▼

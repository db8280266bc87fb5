use engine::engine::GameEngine;
use engine::game_state::GameState;

use crate::heuristic::Heuristic;

/// A two-level binary game tree with hand-computable values. Utilities are
/// for player 0; player 1 sees them negated.
pub const LEAF_VALUES: [[f32; 2]; 2] = [[3.0, 12.0], [2.0, 8.0]];

/// Heuristic values of the two depth-one nodes, used at depth cutoffs.
pub const INTERIOR_VALUES: [f32; 2] = [5.0, 1.0];

#[derive(Clone, Debug, PartialEq, Eq)]
pub struct TreeGameState {
    pub path: Vec<usize>,
}

impl GameState for TreeGameState {
    fn initial() -> Self {
        Self { path: Vec::new() }
    }
}

pub struct TreeGameEngine {}

impl TreeGameEngine {
    pub fn new() -> Self {
        Self {}
    }
}

impl GameEngine for TreeGameEngine {
    type State = TreeGameState;
    type Action = usize;
    type Location = usize;

    fn actions(&self, game_state: &Self::State) -> Vec<usize> {
        if game_state.path.len() < 2 {
            vec![0, 1]
        } else {
            Vec::new()
        }
    }

    fn take_action(&self, game_state: &Self::State, action: &usize) -> Self::State {
        let mut path = game_state.path.clone();
        path.push(*action);
        Self::State { path }
    }

    fn is_terminal(&self, game_state: &Self::State) -> bool {
        game_state.path.len() == 2
    }

    fn utility(&self, game_state: &Self::State, player_id: usize) -> f32 {
        let value = LEAF_VALUES[game_state.path[0]][game_state.path[1]];
        if player_id == 0 {
            value
        } else {
            -value
        }
    }

    fn player_to_move(&self, game_state: &Self::State) -> usize {
        game_state.path.len() % 2
    }

    fn ply_count(&self, game_state: &Self::State) -> usize {
        game_state.path.len()
    }

    fn player_location(&self, _game_state: &Self::State, _player_id: usize) -> Option<usize> {
        None
    }

    fn liberties(&self, _game_state: &Self::State, _location: &usize) -> Vec<usize> {
        Vec::new()
    }
}

/// Looks node values up in the fixed tables, from `player_id`'s perspective.
pub struct TableHeuristic {}

impl TableHeuristic {
    pub fn new() -> Self {
        Self {}
    }
}

impl Heuristic<TreeGameEngine> for TableHeuristic {
    fn score(&self, _game_engine: &TreeGameEngine, game_state: &TreeGameState, player_id: usize) -> f32 {
        let value = match game_state.path.as_slice() {
            [] => 0.0,
            [first] => INTERIOR_VALUES[*first],
            [first, second] => LEAF_VALUES[*first][*second],
            _ => unreachable!("tree game states hold at most two plies"),
        };

        if player_id == 0 {
            value
        } else {
            -value
        }
    }
}
pub mod grid;
pub mod solver;

pub use crate::grid::{Candidates, Grid};
pub use crate::solver::{solve, Solver};
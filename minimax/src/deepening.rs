use engine::engine::GameEngine;
use log::debug;

use super::alpha_beta::AlphaBeta;
use super::heuristic::Heuristic;

/// Re-searches with alpha-beta at depths 1, 2, ... up to a fixed ceiling,
/// handing the chosen action to `publish` after every completed depth. If
/// the caller stops consuming early, the last publication is the best move
/// found with the deepest completed lookahead.
pub struct IterativeDeepening<'a, E, H> {
    alpha_beta: AlphaBeta<'a, E, H>,
    max_depth: usize,
}

impl<'a, E, H> IterativeDeepening<'a, E, H>
where
    E: GameEngine,
    H: Heuristic<E>,
{
    pub fn new(game_engine: &'a E, heuristic: &'a H, player_id: usize, max_depth: usize) -> Self {
        Self {
            alpha_beta: AlphaBeta::new(game_engine, heuristic, player_id),
            max_depth,
        }
    }

    /// Runs every depth in order, never skipping one; each publication fully
    /// replaces the previous. Returns the deepest search's action, or `None`
    /// when the state has no legal actions.
    pub fn run(&self, game_state: &E::State, mut publish: impl FnMut(E::Action)) -> Option<E::Action> {
        let mut chosen = None;

        for depth in 1..=self.max_depth {
            match self.alpha_beta.choose_action(game_state, depth) {
                Some(action) => {
                    debug!("depth {} search chose {:?}", depth, action);
                    publish(action.clone());
                    chosen = Some(action);
                }
                None => break,
            }
        }

        chosen
    }
}
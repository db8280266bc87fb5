use common::create_rng;
use engine::game_state::GameState as GameStateTrait;
use isolation::{Action, Engine, GameState, Square, NUM_SQUARES};
use rand::rngs::StdRng;

use crate::counting_game::{CountingGameEngine, CountingGameState};
use crate::mcts::MCTS;
use crate::options::MCTSOptions;

/// A deterministic midgame position with both pieces placed.
fn midgame_state() -> GameState {
    GameState::initial()
        .apply(&Action::Place(Square::from_coords(2, 2).unwrap()))
        .apply(&Action::Place(Square::from_coords(7, 5).unwrap()))
        .apply(&Action::Move(Square::from_coords(3, 4).unwrap()))
        .apply(&Action::Move(Square::from_coords(5, 4).unwrap()))
}

fn search(
    game_engine: &Engine,
    game_state: GameState,
    iterations: usize,
    seed: u64,
) -> MCTS<'_, Engine, StdRng> {
    MCTS::new(
        game_state,
        game_engine,
        MCTSOptions::new(iterations, std::f32::consts::SQRT_2),
        create_rng(Some(seed)),
    )
}

#[test]
fn test_every_iteration_visits_the_root() {
    let game_engine = Engine::new();
    let mut mcts = search(&game_engine, midgame_state(), 60, 42);

    mcts.run().unwrap();

    // The root starts at one visit and every iteration backpropagates
    // through it exactly once.
    assert_eq!(mcts.root_metrics().visits, 61);
}

#[test]
fn test_rewards_stay_within_visit_bounds() {
    let game_engine = Engine::new();
    let mut mcts = search(&game_engine, midgame_state(), 60, 42);

    mcts.run().unwrap();

    for node in mcts.nodes() {
        assert!(node.cumulative_reward().abs() <= node.visits() as f32);
        assert!(node.visits() >= 1);
    }
}

#[test]
fn test_children_expand_in_enumeration_order() {
    let game_engine = Engine::new();
    let state = midgame_state();
    let legal = state.legal_actions();
    let mut mcts = search(&game_engine, state, 60, 42);

    mcts.run().unwrap();

    let children: Vec<_> = mcts
        .root_metrics()
        .children
        .iter()
        .map(|(action, _, _)| action.clone())
        .collect();
    assert_eq!(children, legal[..children.len()]);
}

#[test]
fn test_same_seed_same_action() {
    let game_engine = Engine::new();

    let first = search(&game_engine, midgame_state(), 60, 9).run().unwrap();
    let second = search(&game_engine, midgame_state(), 60, 9).run().unwrap();

    assert_eq!(first, second);
}

#[test]
fn test_single_escape_square_is_found() {
    // Player 0 is cornered with one remaining knight destination.
    let corner = Square::from_coords(0, 0).unwrap();
    let blocked = Square::from_coords(2, 1).unwrap();
    let opponent = Square::from_coords(7, 5).unwrap();
    let state = GameState {
        open: ((1u128 << NUM_SQUARES) - 1) & !corner.bit() & !blocked.bit() & !opponent.bit(),
        locs: [Some(corner), Some(opponent)],
        ply: 4,
    };

    let game_engine = Engine::new();
    let action = search(&game_engine, state, 60, 42).run().unwrap();

    assert_eq!(action, Action::Move(Square::from_coords(1, 2).unwrap()));
}

#[test]
fn test_terminal_root_with_actions_skips_the_cycle() {
    // The counting game keeps offering actions even at a boundary count.
    let game_engine = CountingGameEngine {};
    let mut mcts = MCTS::new(
        CountingGameState::from_starting_count(true, 100),
        &game_engine,
        MCTSOptions::default(),
        create_rng(Some(42)),
    );

    mcts.run().unwrap();

    assert_eq!(mcts.node_count(), 1);
    assert_eq!(mcts.root_metrics().visits, 1);
}

#[test]
fn test_terminal_root_without_actions_is_an_error() {
    // Confine player 0's piece to the corner with every knight
    // destination closed.
    let corner = Square::from_coords(0, 0).unwrap();
    let mut open = ((1u128 << NUM_SQUARES) - 1) & !corner.bit();
    for dest in corner.knight_destinations() {
        open &= !dest.bit();
    }
    let state = GameState {
        open,
        locs: [Some(corner), Some(Square::from_coords(5, 4).unwrap())],
        ply: 4,
    };

    let game_engine = Engine::new();
    assert!(search(&game_engine, state, 60, 42).run().is_err());
}
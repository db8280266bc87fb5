use engine::engine::GameEngine;

/// Static evaluation of a non-terminal state from one player's perspective.
/// Higher is better for that player; callers assume no bounds.
pub trait Heuristic<E: GameEngine> {
    fn score(&self, game_engine: &E, game_state: &E::State, player_id: usize) -> f32;
}

/// Mobility score: own liberty count minus the opponent's. A player without
/// a placed piece contributes zero liberties.
#[derive(Default)]
pub struct LibertyDifference;

impl LibertyDifference {
    pub fn new() -> Self {
        Self {}
    }

    fn liberty_count<E: GameEngine>(game_engine: &E, game_state: &E::State, player_id: usize) -> usize {
        game_engine
            .player_location(game_state, player_id)
            .map_or(0, |loc| game_engine.liberties(game_state, &loc).len())
    }
}

impl<E: GameEngine> Heuristic<E> for LibertyDifference {
    fn score(&self, game_engine: &E, game_state: &E::State, player_id: usize) -> f32 {
        let own = Self::liberty_count(game_engine, game_state, player_id);
        let opp = Self::liberty_count(game_engine, game_state, 1 - player_id);

        own as f32 - opp as f32
    }
}
use super::problem::LinearProblem;
use warmkhorn_core::Entropy;

/// Produces the starting dual vectors of a Sinkhorn solve.
///
/// In log-domain mode these are potentials `f`, `g`; in kernel mode they are
/// scalings `u = exp(f/eps)`, `v = exp(g/eps)`. Implementations must honour
/// `lse_mode` so one initializer serves both solver modes.
pub trait Initializer {
    /// Initial source vector, one entry per source sample.
    fn init_dual_a(&self, problem: &LinearProblem, lse_mode: bool) -> Vec<Entropy> {
        neutral(problem.shape().0, lse_mode)
    }
    /// Initial target vector, one entry per target sample.
    fn init_dual_b(&self, problem: &LinearProblem, lse_mode: bool) -> Vec<Entropy> {
        neutral(problem.shape().1, lse_mode)
    }
}

/// Zero potentials, or equivalently unit scalings.
#[derive(Debug, Clone, Copy, Default)]
pub struct DefaultInitializer;

impl Initializer for DefaultInitializer {}

impl<I: Initializer + ?Sized> Initializer for &I {
    fn init_dual_a(&self, problem: &LinearProblem, lse_mode: bool) -> Vec<Entropy> {
        (**self).init_dual_a(problem, lse_mode)
    }
    fn init_dual_b(&self, problem: &LinearProblem, lse_mode: bool) -> Vec<Entropy> {
        (**self).init_dual_b(problem, lse_mode)
    }
}

fn neutral(len: usize, lse_mode: bool) -> Vec<Entropy> {
    vec![if lse_mode { 0. } else { 1. }; len]
}
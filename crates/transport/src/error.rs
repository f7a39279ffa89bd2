use warmkhorn_core::Entropy;
use warmkhorn_core::Probability;

/// Reasons a geometry or transport problem cannot be built.
#[derive(Debug, Clone, PartialEq, thiserror::Error)]
pub enum TransportError {
    #[error("{0} point cloud is empty")]
    Empty(&'static str),
    #[error("point dimension must be positive")]
    ZeroDimension,
    #[error("{side} coordinates have length {len}, not a multiple of dimension {dim}")]
    Ragged {
        side: &'static str,
        len: usize,
        dim: usize,
    },
    #[error("{side} coordinate {index} is not finite")]
    Coordinate { side: &'static str, index: usize },
    #[error("{side} marginal has length {got}, expected {expected}")]
    Length {
        side: &'static str,
        expected: usize,
        got: usize,
    },
    #[error("{side} marginal has invalid weight {weight} at index {index}")]
    Weight {
        side: &'static str,
        index: usize,
        weight: Probability,
    },
    #[error("{0} marginal carries no mass")]
    Mass(&'static str),
    #[error("epsilon must be positive and finite, got {0}")]
    Epsilon(Entropy),
}
/// Which side of the cost matrix a kernel application contracts over.
///
/// `Axis::X` sums over source samples and yields one value per target sample,
/// so it updates the target potential `g`. `Axis::Y` is the mirror image.
#[derive(Debug, Clone, Copy, PartialEq, Eq, Hash)]
pub enum Axis {
    X,
    Y,
}
use super::plan::Plan;
use super::problem::LinearProblem;
use serde::Deserialize;
use serde::Serialize;
use warmkhorn_core::Energy;
use warmkhorn_core::Entropy;

/// Result of one Sinkhorn solve.
///
/// Potentials are always reported in the log domain, whichever mode
/// produced them.
#[derive(Debug, Clone, PartialEq, Serialize, Deserialize)]
pub struct SinkhornOutput {
    /// Source potential.
    pub f: Vec<Entropy>,
    /// Target potential.
    pub g: Vec<Entropy>,
    /// Target marginal error at each convergence check.
    pub errors: Vec<Energy>,
    /// Entropic dual objective at the returned potentials.
    pub reg_ot_cost: Energy,
    /// Error fell below threshold.
    pub converged: bool,
    /// Error became non-finite.
    pub diverged: bool,
    /// Iterations actually run.
    pub n_iters: usize,
    /// Mode the solve ran in.
    pub lse_mode: bool,
    /// Regularization strength used.
    pub epsilon: Entropy,
}

impl SinkhornOutput {
    /// Marginal error at the last convergence check.
    pub fn error(&self) -> Option<Energy> {
        self.errors.last().copied()
    }
    /// The coupling these potentials induce on `problem`.
    pub fn plan<'a>(&'a self, problem: &'a LinearProblem) -> Plan<'a> {
        Plan::from((self, problem))
    }
}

▲

= Exercise aim =
Which lines run from the one holding "let mut chosen = None;" through the one holding "publish(action.clone());" in the records above? Repeat them exactly, both included, and nothing more.

= Solution to this exercise =
        let mut chosen = None;

        for depth in 1..=self.max_depth {
            match self.alpha_beta.choose_action(game_state, depth) {
                Some(action) => {
                    debug!("depth {} search chose {:?}", depth, action);
                    publish(action.clone());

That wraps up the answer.